Task objective
Please repeat the records exactly from their first line, finishing at the line containing "one of these;" and including it.

Recorded data
//! Platform Error Types

use axum::{
    http::StatusCode,
    response::{IntoResponse, Json, Response},
};
use thiserror::Error;
use utoipa::ToSchema;

/// Reason the OAuth login flow was rejected.
///
/// Every state of the code-exchange flow can fail into one of these;
/// all of them surface as HTTP 400 to the caller.
#[derive(Error, Debug, Clone, Copy, PartialEq, Eq)]
pub enum OAuthRejection {
    #[error("No authorization code provided")]
    MissingCode,

    #[error("Failed to obtain an identity token from the provider")]
    ExchangeFailed,

    #[error("Identity token failed verification")]
    InvalidIdentityToken,
}

impl OAuthRejection {
    fn code(&self) -> &'static str {
        match self {
            OAuthRejection::MissingCode => "MISSING_CODE",
            OAuthRejection::ExchangeFailed => "EXCHANGE_FAILED",
            OAuthRejection::InvalidIdentityToken => "INVALID_IDENTITY_TOKEN",
        }
    }
}

#[derive(Error, Debug)]
pub enum AccountError {
    #[error("{entity} not found: {id}")]
    NotFound { entity: String, id: String },

    #[error("Duplicate {entity}: {field} already in use")]
    Duplicate { entity: String, field: String },

    #[error("Validation error: {message}")]
    Validation { message: String },

    #[error("Unauthorized: {message}")]
    Unauthorized { message: String },

    #[error("Invalid credentials")]
    InvalidCredentials,

    #[error("Token expired")]
    TokenExpired,

    #[error("Invalid token: {message}")]
    InvalidToken { message: String },

    #[error("OAuth login rejected: {0}")]
    OAuthRejected(OAuthRejection),

    #[error("Connection error: {message}")]
    Connection { message: String },

    #[error("Query error: {message}")]
    Query { message: String },

    #[error("Internal error: {message}")]
    Internal { message: String },
}

impl AccountError {
    pub fn not_found(entity: impl Into<String>, id: impl Into<String>) -> Self {
        Self::NotFound {
            entity: entity.into(),
            id: id.into(),
        }
    }

    pub fn duplicate(entity: impl Into<String>, field: impl Into<String>) -> Self {
        Self::Duplicate {
            entity: entity.into(),
            field: field.into(),
        }
    }

    pub fn validation(message: impl Into<String>) -> Self {
        Self::Validation { message: message.into() }
    }

    pub fn unauthorized(message: impl Into<String>) -> Self {
        Self::Unauthorized { message: message.into() }
    }

    pub fn connection(message: impl Into<String>) -> Self {
        Self::Connection { message: message.into() }
    }

    pub fn query(message: impl Into<String>) -> Self {
        Self::Query { message: message.into() }
    }

    pub fn internal(message: impl Into<String>) -> Self {
        Self::Internal { message: message.into() }
    }

    /// HTTP status this error maps to.
    pub fn status_code(&self) -> StatusCode {
        match self {
            AccountError::NotFound { .. } => StatusCode::NOT_FOUND,
            AccountError::Duplicate { .. } => StatusCode::CONFLICT,
            AccountError::Validation { .. } => StatusCode::BAD_REQUEST,
            AccountError::OAuthRejected(_) => StatusCode::BAD_REQUEST,
            AccountError::Unauthorized { .. }
            | AccountError::InvalidCredentials
            | AccountError::TokenExpired
            | AccountError::InvalidToken { .. } => StatusCode::UNAUTHORIZED,
            AccountError::Connection { .. }
            | AccountError::Query { .. }
            | AccountError::Internal { .. } => StatusCode::INTERNAL_SERVER_ERROR,
        }
    }
}

pub type Result<T> = std::result::Result<T, AccountError>;

impl From<sqlx::Error> for AccountError {
    fn from(err: sqlx::Error) -> Self {
        if let Some(db_err) = err.as_database_error() {
            // 23505 = unique_violation
            if db_err.code().as_deref() == Some("23505") {
                let field = match db_err.constraint() {
                    Some(c) if c.contains("external") => "externalId",
                    _ => "email",
                };
                return AccountError::duplicate("Account", field);
            }
            return AccountError::query(db_err.to_string());
        }

        match err {
            sqlx::Error::RowNotFound => AccountError::not_found("Row", "<unknown>"),
            sqlx::Error::PoolTimedOut
            | sqlx::Error::PoolClosed
            | sqlx::Error::Io(_)
            | sqlx::Error::Tls(_) => AccountError::connection(err.to_string()),
            other => AccountError::query(other.to_string()),
        }
    }
}

impl From<mongodb::error::Error> for AccountError {
    fn from(err: mongodb::error::Error) -> Self {
        use mongodb::error::{ErrorKind, WriteFailure};

        match *err.kind {
            // 11000 = duplicate key
            ErrorKind::Write(WriteFailure::WriteError(ref we)) if we.code == 11000 => {
                let field = if we.message.contains("externalId") {
                    "externalId"
                } else {
                    "email"
                };
                AccountError::duplicate("Account", field)
            }
            ErrorKind::ServerSelection { ref message, .. } => {
                AccountError::connection(message.clone())
            }
            ErrorKind::Io(_) => AccountError::connection(err.to_string()),
            _ => AccountError::query(err.to_string()),
        }
    }
}

/// Error response body
#[derive(Debug, serde::Serialize, ToSchema)]
pub struct ErrorResponse {
    pub error: String,
    pub message: String,
}

impl IntoResponse for AccountError {
    fn into_response(self) -> Response {
        let status = self.status_code();

        let (error_type, message) = match &self {
            AccountError::NotFound { .. } => ("NOT_FOUND", self.to_string()),
            AccountError::Duplicate { .. } => ("DUPLICATE", self.to_string()),
            AccountError::Validation { .. } => ("VALIDATION_ERROR", self.to_string()),
            AccountError::Unauthorized { .. } => ("UNAUTHORIZED", self.to_string()),
            AccountError::InvalidCredentials => ("INVALID_CREDENTIALS", self.to_string()),
            AccountError::TokenExpired => ("TOKEN_EXPIRED", self.to_string()),
            AccountError::InvalidToken { .. } => ("INVALID_TOKEN", self.to_string()),
            AccountError::OAuthRejected(r) => (r.code(), r.to_string()),
            // Server-side failures: log the cause, hand the client a
            // generic message so driver error text never leaks out.
            AccountError::Connection { .. }
            | AccountError::Query { .. }
            | AccountError::Internal { .. } => {
                tracing::error!(error = %self, "Internal error while handling request");
                ("INTERNAL_ERROR", "Internal server error".to_string())
            }
        };

        let body = ErrorResponse {
            error: error_type.to_string(),
            message,
        };

        (status, Json(body)).into_response()
    }
}

#[cfg(test)]
mod tests {
    use super::*;

    #[test]
    fn test_status_codes() {
        assert_eq!(
            AccountError::not_found("Account", "42").status_code(),
            StatusCode::NOT_FOUND
        );
        assert_eq!(
            AccountError::duplicate("Account", "email").status_code(),
            StatusCode::CONFLICT
        );
        assert_eq!(
            AccountError::validation("missing field").status_code(),
            StatusCode::BAD_REQUEST
        );
        assert_eq!(
            AccountError::InvalidCredentials.status_code(),
            StatusCode::UNAUTHORIZED
        );
        assert_eq!(
            AccountError::TokenExpired.status_code(),
            StatusCode::UNAUTHORIZED
        );
        assert_eq!(
            AccountError::OAuthRejected(OAuthRejection::MissingCode).status_code(),
            StatusCode::BAD_REQUEST
        );
        assert_eq!(
            AccountError::query("boom").status_code(),
            StatusCode::INTERNAL_SERVER_ERROR
        );
        assert_eq!(
            AccountError::connection("refused").status_code(),
            StatusCode::INTERNAL_SERVER_ERROR
        );
    }

    #[test]
    fn test_oauth_rejection_codes() {
        assert_eq!(OAuthRejection::MissingCode.code(), "MISSING_CODE");
        assert_eq!(OAuthRejection::ExchangeFailed.code(), "EXCHANGE_FAILED");
        assert_eq!(
            OAuthRejection::InvalidIdentityToken.code(),
            "INVALID_IDENTITY_TOKEN"
        );
    }

    #[test]
    fn test_display() {
        let err = AccountError::not_found("Account", "abc");
        assert_eq!(err.to_string(), "Account not found: abc");

        let err = AccountError::duplicate("Account", "email");
        assert_eq!(err.to_string(), "Duplicate Account: email already in use");
    }
}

Answer area
//! Platform Error Types

use axum::{
    http::StatusCode,
    response::{IntoResponse, Json, Response},
};
use thiserror::Error;
use utoipa::ToSchema;

/// Reason the OAuth login flow was rejected.
///
/// Every state of the code-exchange flow can fail into one of these;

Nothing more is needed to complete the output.